Required work
Once the line containing "Add multiple features" is found in the entries below, restate it and each following line word for word, stopping after the line containing "let mut set = Self::empty();".

Given records
= Beginning of Section =
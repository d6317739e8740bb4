// src/feature/mod.rs
//! Feature sets and feature-gate expressions
//!
//! A feature is an optional capability of the build (compression support,
//! an XML parser). Gates decide whether a component, or part of one, exists
//! for a given feature set. Gate syntax: `[bzip2, !zlib]`

use crate::error::{Error, Result};
use serde::{Deserialize, Serialize};
use std::collections::BTreeSet;
use std::fmt;
use std::str::FromStr;

/// Gate operators
#[derive(Debug, Clone, Copy, PartialEq, Eq, Hash, PartialOrd, Ord)]
pub enum GateOp {
    /// Feature must be enabled (no prefix)
    Required,
    /// Feature must be disabled (! prefix)
    Not,
}

impl GateOp {
    /// Get the string prefix for this operator
    pub fn as_prefix(&self) -> &'static str {
        match self {
            Self::Required => "",
            Self::Not => "!",
        }
    }

    /// Parse an operator and name from a string
    /// Returns (operator, remaining name)
    pub fn parse_with_name(s: &str) -> Result<(Self, &str)> {
        let s = s.trim();
        if s.is_empty() {
            return Err(Error::ConfigurationError("Empty gate item".to_string()));
        }

        if let Some(rest) = s.strip_prefix('!') {
            let name = rest.trim();
            if name.is_empty() {
                return Err(Error::ConfigurationError(
                    "Missing feature name after ! operator".to_string(),
                ));
            }
            validate_feature_name(name)?;
            Ok((Self::Not, name))
        } else {
            validate_feature_name(s)?;
            Ok((Self::Required, s))
        }
    }
}

fn validate_feature_name(name: &str) -> Result<()> {
    let valid = name
        .chars()
        .all(|c| c.is_ascii_alphanumeric() || c == '_' || c == '-');
    if valid {
        Ok(())
    } else {
        Err(Error::ConfigurationError(format!(
            "Invalid feature name '{}'",
            name
        )))
    }
}

/// A single gate item with operator
#[derive(Debug, Clone, PartialEq, Eq, Hash, PartialOrd, Ord)]
pub struct GateItem {
    pub name: String,
    pub op: GateOp,
}

impl GateItem {
    /// Create a new gate item
    pub fn new(op: GateOp, name: impl Into<String>) -> Self {
        Self {
            op,
            name: name.into(),
        }
    }

    /// Parse a gate item from a string like "zlib" or "!xerces"
    pub fn parse(s: &str) -> Result<Self> {
        let (op, name) = GateOp::parse_with_name(s)?;
        Ok(Self::new(op, name))
    }

    /// Check this item against an enabled feature set
    pub fn holds(&self, features: &FeatureSet) -> bool {
        let enabled = features.contains(&self.name);
        match self.op {
            GateOp::Required => enabled,
            GateOp::Not => !enabled,
        }
    }
}

impl fmt::Display for GateItem {
    fn fmt(&self, f: &mut fmt::Formatter<'_>) -> fmt::Result {
        write!(f, "{}{}", self.op.as_prefix(), self.name)
    }
}

/// Conjunction of gate items; the empty gate always holds
#[derive(Debug, Clone, PartialEq, Eq, Hash, Default, Serialize, Deserialize)]
#[serde(try_from = "String", into = "String")]
pub struct FeatureGate {
    items: Vec<GateItem>,
}

impl FeatureGate {
    /// A gate that is satisfied by every feature set
    pub fn always() -> Self {
        Self::default()
    }

    /// A gate requiring a single feature
    pub fn requires(feature: impl Into<String>) -> Self {
        Self::new(vec![GateItem::new(GateOp::Required, feature)])
    }

    /// Create a gate from items
    pub fn new(items: Vec<GateItem>) -> Self {
        let mut gate = Self { items };
        gate.canonicalize();
        gate
    }

    /// Sort and dedupe items so equal gates compare and print equally
    fn canonicalize(&mut self) {
        self.items.sort();
        self.items.dedup();
    }

    /// Check whether this gate is unconditional
    pub fn is_always(&self) -> bool {
        self.items.is_empty()
    }

    /// The gate's items in canonical order
    pub fn items(&self) -> &[GateItem] {
        &self.items
    }

    /// Names of every feature this gate refers to
    pub fn features(&self) -> impl Iterator<Item = &str> {
        self.items.iter().map(|item| item.name.as_str())
    }

    /// Evaluate the gate for an enabled feature set
    pub fn evaluate(&self, features: &FeatureSet) -> bool {
        self.items.iter().all(|item| item.holds(features))
    }

    /// Parse a gate expression
    ///
    /// Examples:
    /// - `[zlib]`
    /// - `xerces, !zlib` (without brackets)
    /// - `[]` or an empty string (always)
    pub fn parse(s: &str) -> Result<Self> {
        let s = s.trim();

        let inner = match (s.strip_prefix('['), s.strip_suffix(']')) {
            (Some(_), Some(_)) if s.len() >= 2 => &s[1..s.len() - 1],
            (None, None) => s,
            _ => {
                return Err(Error::ConfigurationError(format!(
                    "Unbalanced brackets in gate '{}'",
                    s
                )));
            }
        };

        let items = inner
            .split(',')
            .map(str::trim)
            .filter(|part| !part.is_empty())
            .map(GateItem::parse)
            .collect::<Result<Vec<_>>>()?;

        Ok(Self::new(items))
    }
}

impl fmt::Display for FeatureGate {
    fn fmt(&self, f: &mut fmt::Formatter<'_>) -> fmt::Result {
        let parts: Vec<String> = self.items.iter().map(|item| item.to_string()).collect();
        write!(f, "[{}]", parts.join(", "))
    }
}

impl FromStr for FeatureGate {
    type Err = Error;

    fn from_str(s: &str) -> std::result::Result<Self, Self::Err> {
        FeatureGate::parse(s)
    }
}

impl TryFrom<String> for FeatureGate {
    type Error = Error;

    fn try_from(s: String) -> std::result::Result<Self, Self::Error> {
        FeatureGate::parse(&s)
    }
}

impl From<FeatureGate> for String {
    fn from(gate: FeatureGate) -> Self {
        gate.to_string()
    }
}

/// The set of optional features enabled for one build
#[derive(Debug, Clone, PartialEq, Eq, Hash, Default, Serialize, Deserialize)]
pub struct FeatureSet {
    features: BTreeSet<String>,
}

impl FeatureSet {
    /// Create an empty feature set
    pub fn empty() -> Self {
        Self::default()
    }

    /// Add a feature
    pub fn with_feature(mut self, feature: impl Into<String>) -> Self {
        self.features.insert(feature.into());
        self
    }

    /// Add multiple features
    pub fn with_features(mut self, features: impl IntoIterator<Item = impl Into<String>>) -> Self {
        for f in features {
            self.features.insert(f.into());
        }
        self
    }

    /// Parse a comma separated list like `bzip2,zlib`
    pub fn parse_list(s: &str) -> Result<Self> {
        let mut set = Self::empty();
        for part in s.split(',').map(str::trim).filter(|p| !p.is_empty()) {
            validate_feature_name(part)?;
            set.features.insert(part.to_string());
        }
        Ok(set)
    }

    pub fn contains(&self, feature: &str) -> bool {
        self.features.contains(feature)
    }

    pub fn is_empty(&self) -> bool {
        self.features.is_empty()
    }

    pub fn len(&self) -> usize {
        self.features.len()
    }

    /// Enabled features in sorted order
    pub fn iter(&self) -> impl Iterator<Item = &str> {
        self.features.iter().map(String::as_str)
    }
}

impl fmt::Display for FeatureSet {
    fn fmt(&self, f: &mut fmt::Formatter<'_>) -> fmt::Result {
        let names: Vec<&str> = self.iter().collect();
        write!(f, "[{}]", names.join(", "))
    }
}

impl<S: Into<String>> FromIterator<S> for FeatureSet {
    fn from_iter<I: IntoIterator<Item = S>>(iter: I) -> Self {
        Self::empty().with_features(iter)
    }
}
= End of Section =
Exercise output
    /// Add multiple features
    pub fn with_features(mut self, features: impl IntoIterator<Item = impl Into<String>>) -> Self {
        for f in features {
            self.features.insert(f.into());
        }
        self
    }

    /// Parse a comma separated list like `bzip2,zlib`
    pub fn parse_list(s: &str) -> Result<Self> {
        let mut set = Self::empty();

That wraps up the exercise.